Collected data

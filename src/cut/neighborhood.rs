//! Connected components of a same-side fragment set.

use crate::world::{FragmentId, World};
use hashbrown::HashSet;
use std::collections::VecDeque;
use std::fmt::Debug;

/// Partition `fragments` into maximal connected groups.
///
/// Only edges whose two endpoints are both in `fragments` count. Groups come
/// out in traversal order, each in breadth-first discovery order; neither
/// order carries meaning. A fragment with no neighbor in the list forms a
/// singleton group, an empty list yields no groups and repeated ids are
/// collapsed.
///
/// ## Example
/// ```
/// use cutrs::{cut::neighborhood::neighborhoods, mesh::ConvexMesh, world::World};
/// use nalgebra::{Isometry3, Point3};
/// let mut world: World<()> = World::new();
/// let cube = |x: f64| ConvexMesh::cuboid(Point3::new(x, 0.0, 0.0), Point3::new(x + 1.0, 1.0, 1.0), None);
/// let id = world
///     .add_concave_body("row", vec![cube(0.0), cube(1.0), cube(5.0)], &[(0, 1)], Isometry3::identity())
///     .unwrap();
/// let parts = world.body(id).unwrap().fragments().to_vec();
/// assert_eq!(neighborhoods(&world, &parts).len(), 2);
/// ```
pub fn neighborhoods<S: Clone + Send + Sync + Debug>(
    world: &World<S>,
    fragments: &[FragmentId],
) -> Vec<Vec<FragmentId>> {
    let members: HashSet<FragmentId> = fragments.iter().copied().collect();
    let mut visited: HashSet<FragmentId> = HashSet::with_capacity(members.len());
    let mut groups = Vec::new();
    let mut queue = VecDeque::new();

    for &start in fragments {
        if !visited.insert(start) {
            continue;
        }
        let mut group = vec![start];
        queue.push_back(start);

        while let Some(current) = queue.pop_front() {
            let Some(fragment) = world.fragment(current) else {
                continue;
            };
            for &n in fragment.neighbors() {
                if members.contains(&n) && visited.insert(n) {
                    group.push(n);
                    queue.push_back(n);
                }
            }
        }
        groups.push(group);
    }

    groups
}
//! Turning connected fragment groups into new bodies.

use crate::cut::{CutContext, Cutter};
use crate::mesh::{ConvexMesh, merge::GeometryMerger, plane::Side};
use crate::physics::ImpulseApplicator;
use crate::world::{Body, BodyId, FragmentId, World};
use std::fmt::Debug;

impl<Sl, Mg, Im> Cutter<Sl, Mg, Im> {
    /// Create one body per group on `side` of the cut described by `context`.
    ///
    /// Each body takes ownership of its group's existing fragments, which all
    /// gain one level of depth. Its volume is the fragments' sum, its geometry
    /// comes from the configured [`GeometryMerger`] and it inherits the
    /// parent's placement. New bodies are registered as active. Adjacency is
    /// left as it is.
    pub(crate) fn merge_groups<S>(
        &mut self,
        world: &mut World<S>,
        context: &CutContext,
        groups: Vec<Vec<FragmentId>>,
        side: Side,
    ) -> Vec<BodyId>
    where
        S: Clone + Send + Sync + Debug,
        Mg: GeometryMerger<S>,
        Im: ImpulseApplicator<S>,
    {
        let generation = context.generation + 1;
        let mut created = Vec::with_capacity(groups.len());

        for group in groups {
            let id = world.alloc_body_id();

            let mut volume = 0.0;
            for &fid in &group {
                if let Some(fragment) = world.fragment_mut(fid) {
                    fragment.body = id;
                    fragment.depth += 1;
                    volume += fragment.volume;
                }
            }
            let meshes: Vec<&ConvexMesh<S>> = group
                .iter()
                .filter_map(|&fid| world.fragment(fid).map(|f| f.mesh()))
                .collect();
            let mesh = self.merger.merge(&meshes);

            world.insert_body_with_mesh(Body {
                id,
                label: format!("{} {}", context.label, generation),
                fragments: group,
                volume,
                placement: context.placement,
                mesh,
                generation,
            });
            log::trace!("body {id} ({side:?} of {}) has volume {volume}", context.body);

            if context.add_forces
                && let Some(body) = world.body(id)
            {
                self.impulses.apply_impulse(
                    body,
                    context.normal * side.sign(),
                    self.config.separation_force,
                );
            }
            created.push(id);
        }

        created
    }
}
#[test]
fn body_without_fragments_is_refused() {
    let mut world: World<()> = World::new();
    let empty = world
        .add_concave_body("empty", Vec::new(), &[], Isometry3::identity())
        .unwrap();
    let plane = CuttingPlane::new(Point3::origin(), Vector3::y());

    assert_eq!(cut(&mut world, empty, &plane), Err(CutError::EmptyDecomposition(empty)));
    assert!(world.body(empty).is_some());
    assert!(world.active().contains(empty));
}

#[test]
fn inactive_body_is_refused() {
    let (mut world, cube) = cube_world(1.0);
    assert!(world.deactivate(cube));
    let plane = CuttingPlane::new(Point3::origin(), Vector3::y());

    assert_eq!(cut(&mut world, cube, &plane), Err(CutError::MissingRegistry(cube)));
    assert_eq!(world.fragment_count(), 1);

    assert!(world.activate(cube));
    assert!(cut(&mut world, cube, &plane).is_ok());
}

#[test]
fn consumed_body_cannot_be_cut_again() {
    let (mut world, cube) = cube_world(1.0);
    let plane = CuttingPlane::new(Point3::origin(), Vector3::y());
    cut(&mut world, cube, &plane).unwrap();

    assert_eq!(cut(&mut world, cube, &plane), Err(CutError::UnknownBody(cube)));
}

#[test]
fn generation_limit_stops_further_cuts() {
    let (mut world, cube) = cube_world(1.0);
    let mut cutter = Cutter::new().with_config(CutterConfig::default().with_max_generation(1));

    let first = cutter
        .cut_body(&mut world, cube, &CuttingPlane::new(Point3::origin(), Vector3::x()), false, Vector3::zeros())
        .unwrap();
    let child = first.upper[0];
    assert_eq!(world.body(child).unwrap().generation(), 1);

    let err = cutter
        .cut_body(&mut world, child, &CuttingPlane::new(Point3::origin(), Vector3::y()), false, Vector3::zeros())
        .unwrap_err();
    assert_eq!(err, CutError::DepthLimit { body: child, generation: 1 });
    assert!(world.body(child).is_some());
}
// Re-export parry and rapier for the appropriate float size
#[cfg(feature = "f64")]
pub use parry3d_f64 as parry3d;
#[cfg(feature = "f64")]
pub use rapier3d_f64 as rapier3d;

#[cfg(feature = "f32")]
pub use parry3d;
#[cfg(feature = "f32")]
pub use rapier3d;

// Our Real scalar type:
#[cfg(feature = "f32")]
pub type Real = f32;
#[cfg(feature = "f64")]
pub type Real = f64;

use core::str::FromStr;
use std::sync::OnceLock;

/// Lazily-initialized tolerance used by plane classification, slicing and
/// volume bookkeeping.
/// Defaults depend on precision (`f32` vs `f64`), but can be overridden:
///  1) **Build-time**: set env var `CUTRS_TOLERANCE` (e.g. `CUTRS_TOLERANCE=1e-6 cargo build`)
///  2) **Runtime**: call [`set_tolerance`] once before the first cut
static TOLERANCE_CELL: OnceLock<Real> = OnceLock::new();

#[inline]
const fn default_tolerance() -> Real {
    #[cfg(feature = "f32")]
    {
        1e-4
    }
    #[cfg(feature = "f64")]
    {
        1e-7
    }
}

/// Returns the current tolerance.
/// If not set yet, it tries `CUTRS_TOLERANCE` (parsed as the active `Real`) and
/// falls back to the precision default.
pub fn tolerance() -> Real {
    *TOLERANCE_CELL.get_or_init(|| {
        if let Some(environment_variable) = option_env!("CUTRS_TOLERANCE") {
            if let Ok(value) = Real::from_str(environment_variable) {
                return value.max(Real::EPSILON);
            }
        }
        default_tolerance()
    })
}

/// Set the tolerance programmatically once (subsequent calls are ignored).
/// Call near program start: `cutrs::float_types::set_tolerance(1e-6);`
pub fn set_tolerance(value: Real) {
    let _ = TOLERANCE_CELL.set(value.max(Real::EPSILON));
}

/// Scale factor used to snap positions onto an integer lattice when
/// deduplicating vertices produced by a cut.
pub const QUANTIZATION_FACTOR: Real = 1e7;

(WHAT THIS TASK INVOLVES):
Your task is to copy every record exactly.

(EXPECTED ANSWER):
filename src/cut/neighborhood.rs
//! Connected components of a same-side fragment set.

use crate::world::{FragmentId, World};
use hashbrown::HashSet;
use std::collections::VecDeque;
use std::fmt::Debug;

/// Partition `fragments` into maximal connected groups.
///
/// Only edges whose two endpoints are both in `fragments` count. Groups come
/// out in traversal order, each in breadth-first discovery order; neither
/// order carries meaning. A fragment with no neighbor in the list forms a
/// singleton group, an empty list yields no groups and repeated ids are
/// collapsed.
///
/// ## Example
/// ```
/// use cutrs::{cut::neighborhood::neighborhoods, mesh::ConvexMesh, world::World};
/// use nalgebra::{Isometry3, Point3};
/// let mut world: World<()> = World::new();
/// let cube = |x: f64| ConvexMesh::cuboid(Point3::new(x, 0.0, 0.0), Point3::new(x + 1.0, 1.0, 1.0), None);
/// let id = world
///     .add_concave_body("row", vec![cube(0.0), cube(1.0), cube(5.0)], &[(0, 1)], Isometry3::identity())
///     .unwrap();
/// let parts = world.body(id).unwrap().fragments().to_vec();
/// assert_eq!(neighborhoods(&world, &parts).len(), 2);
/// ```
pub fn neighborhoods<S: Clone + Send + Sync + Debug>(
    world: &World<S>,
    fragments: &[FragmentId],
) -> Vec<Vec<FragmentId>> {
    let members: HashSet<FragmentId> = fragments.iter().copied().collect();
    let mut visited: HashSet<FragmentId> = HashSet::with_capacity(members.len());
    let mut groups = Vec::new();
    let mut queue = VecDeque::new();

    for &start in fragments {
        if !visited.insert(start) {
            continue;
        }
        let mut group = vec![start];
        queue.push_back(start);

        while let Some(current) = queue.pop_front() {
            let Some(fragment) = world.fragment(current) else {
                continue;
            };
            for &n in fragment.neighbors() {
                if members.contains(&n) && visited.insert(n) {
                    group.push(n);
                    queue.push_back(n);
                }
            }
        }
        groups.push(group);
    }

    groups
}
//! Turning connected fragment groups into new bodies.

use crate::cut::{CutContext, Cutter};
use crate::mesh::{ConvexMesh, merge::GeometryMerger, plane::Side};
use crate::physics::ImpulseApplicator;
use crate::world::{Body, BodyId, FragmentId, World};
use std::fmt::Debug;

impl<Sl, Mg, Im> Cutter<Sl, Mg, Im> {
    /// Create one body per group on `side` of the cut described by `context`.
    ///
    /// Each body takes ownership of its group's existing fragments, which all
    /// gain one level of depth. Its volume is the fragments' sum, its geometry
    /// comes from the configured [`GeometryMerger`] and it inherits the
    /// parent's placement. New bodies are registered as active. Adjacency is
    /// left as it is.
    pub(crate) fn merge_groups<S>(
        &mut self,
        world: &mut World<S>,
        context: &CutContext,
        groups: Vec<Vec<FragmentId>>,
        side: Side,
    ) -> Vec<BodyId>
    where
        S: Clone + Send + Sync + Debug,
        Mg: GeometryMerger<S>,
        Im: ImpulseApplicator<S>,
    {
        let generation = context.generation + 1;
        let mut created = Vec::with_capacity(groups.len());

        for group in groups {
            let id = world.alloc_body_id();

            let mut volume = 0.0;
            for &fid in &group {
                if let Some(fragment) = world.fragment_mut(fid) {
                    fragment.body = id;
                    fragment.depth += 1;
                    volume += fragment.volume;
                }
            }
            let meshes: Vec<&ConvexMesh<S>> = group
                .iter()
                .filter_map(|&fid| world.fragment(fid).map(|f| f.mesh()))
                .collect();
            let mesh = self.merger.merge(&meshes);

            world.insert_body_with_mesh(Body {
                id,
                label: format!("{} {}", context.label, generation),
                fragments: group,
                volume,
                placement: context.placement,
                mesh,
                generation,
            });
            log::trace!("body {id} ({side:?} of {}) has volume {volume}", context.body);

            if context.add_forces
                && let Some(body) = world.body(id)
            {
                self.impulses.apply_impulse(
                    body,
                    context.normal * side.sign(),
                    self.config.separation_force,
                );
            }
            created.push(id);
        }

        created
    }
}
#[test]
fn body_without_fragments_is_refused() {
    let mut world: World<()> = World::new();
    let empty = world
        .add_concave_body("empty", Vec::new(), &[], Isometry3::identity())
        .unwrap();
    let plane = CuttingPlane::new(Point3::origin(), Vector3::y());

    assert_eq!(cut(&mut world, empty, &plane), Err(CutError::EmptyDecomposition(empty)));
    assert!(world.body(empty).is_some());
    assert!(world.active().contains(empty));
}

#[test]
fn inactive_body_is_refused() {
    let (mut world, cube) = cube_world(1.0);
    assert!(world.deactivate(cube));
    let plane = CuttingPlane::new(Point3::origin(), Vector3::y());

    assert_eq!(cut(&mut world, cube, &plane), Err(CutError::MissingRegistry(cube)));
    assert_eq!(world.fragment_count(), 1);

    assert!(world.activate(cube));
    assert!(cut(&mut world, cube, &plane).is_ok());
}

#[test]
fn consumed_body_cannot_be_cut_again() {
    let (mut world, cube) = cube_world(1.0);
    let plane = CuttingPlane::new(Point3::origin(), Vector3::y());
    cut(&mut world, cube, &plane).unwrap();

    assert_eq!(cut(&mut world, cube, &plane), Err(CutError::UnknownBody(cube)));
}

#[test]
fn generation_limit_stops_further_cuts() {
    let (mut world, cube) = cube_world(1.0);
    let mut cutter = Cutter::new().with_config(CutterConfig::default().with_max_generation(1));

    let first = cutter
        .cut_body(&mut world, cube, &CuttingPlane::new(Point3::origin(), Vector3::x()), false, Vector3::zeros())
        .unwrap();
    let child = first.upper[0];
    assert_eq!(world.body(child).unwrap().generation(), 1);

    let err = cutter
        .cut_body(&mut world, child, &CuttingPlane::new(Point3::origin(), Vector3::y()), false, Vector3::zeros())
        .unwrap_err();
    assert_eq!(err, CutError::DepthLimit { body: child, generation: 1 });
    assert!(world.body(child).is_some());
}
// Re-export parry and rapier for the appropriate float size
#[cfg(feature = "f64")]
pub use parry3d_f64 as parry3d;
#[cfg(feature = "f64")]
pub use rapier3d_f64 as rapier3d;

#[cfg(feature = "f32")]
pub use parry3d;
#[cfg(feature = "f32")]
pub use rapier3d;

// Our Real scalar type:
#[cfg(feature = "f32")]
pub type Real = f32;
#[cfg(feature = "f64")]
pub type Real = f64;

use core::str::FromStr;
use std::sync::OnceLock;

/// Lazily-initialized tolerance used by plane classification, slicing and
/// volume bookkeeping.
/// Defaults depend on precision (`f32` vs `f64`), but can be overridden:
///  1) **Build-time**: set env var `CUTRS_TOLERANCE` (e.g. `CUTRS_TOLERANCE=1e-6 cargo build`)
///  2) **Runtime**: call [`set_tolerance`] once before the first cut
static TOLERANCE_CELL: OnceLock<Real> = OnceLock::new();

#[inline]
const fn default_tolerance() -> Real {
    #[cfg(feature = "f32")]
    {
        1e-4
    }
    #[cfg(feature = "f64")]
    {
        1e-7
    }
}

/// Returns the current tolerance.
/// If not set yet, it tries `CUTRS_TOLERANCE` (parsed as the active `Real`) and
/// falls back to the precision default.
pub fn tolerance() -> Real {
    *TOLERANCE_CELL.get_or_init(|| {
        if let Some(environment_variable) = option_env!("CUTRS_TOLERANCE") {
            if let Ok(value) = Real::from_str(environment_variable) {
                return value.max(Real::EPSILON);
            }
        }
        default_tolerance()
    })
}

/// Set the tolerance programmatically once (subsequent calls are ignored).
/// Call near program start: `cutrs::float_types::set_tolerance(1e-6);`
pub fn set_tolerance(value: Real) {
    let _ = TOLERANCE_CELL.set(value.max(Real::EPSILON));
}

/// Scale factor used to snap positions onto an integer lattice when
/// deduplicating vertices produced by a cut.
pub const QUANTIZATION_FACTOR: Real = 1e7;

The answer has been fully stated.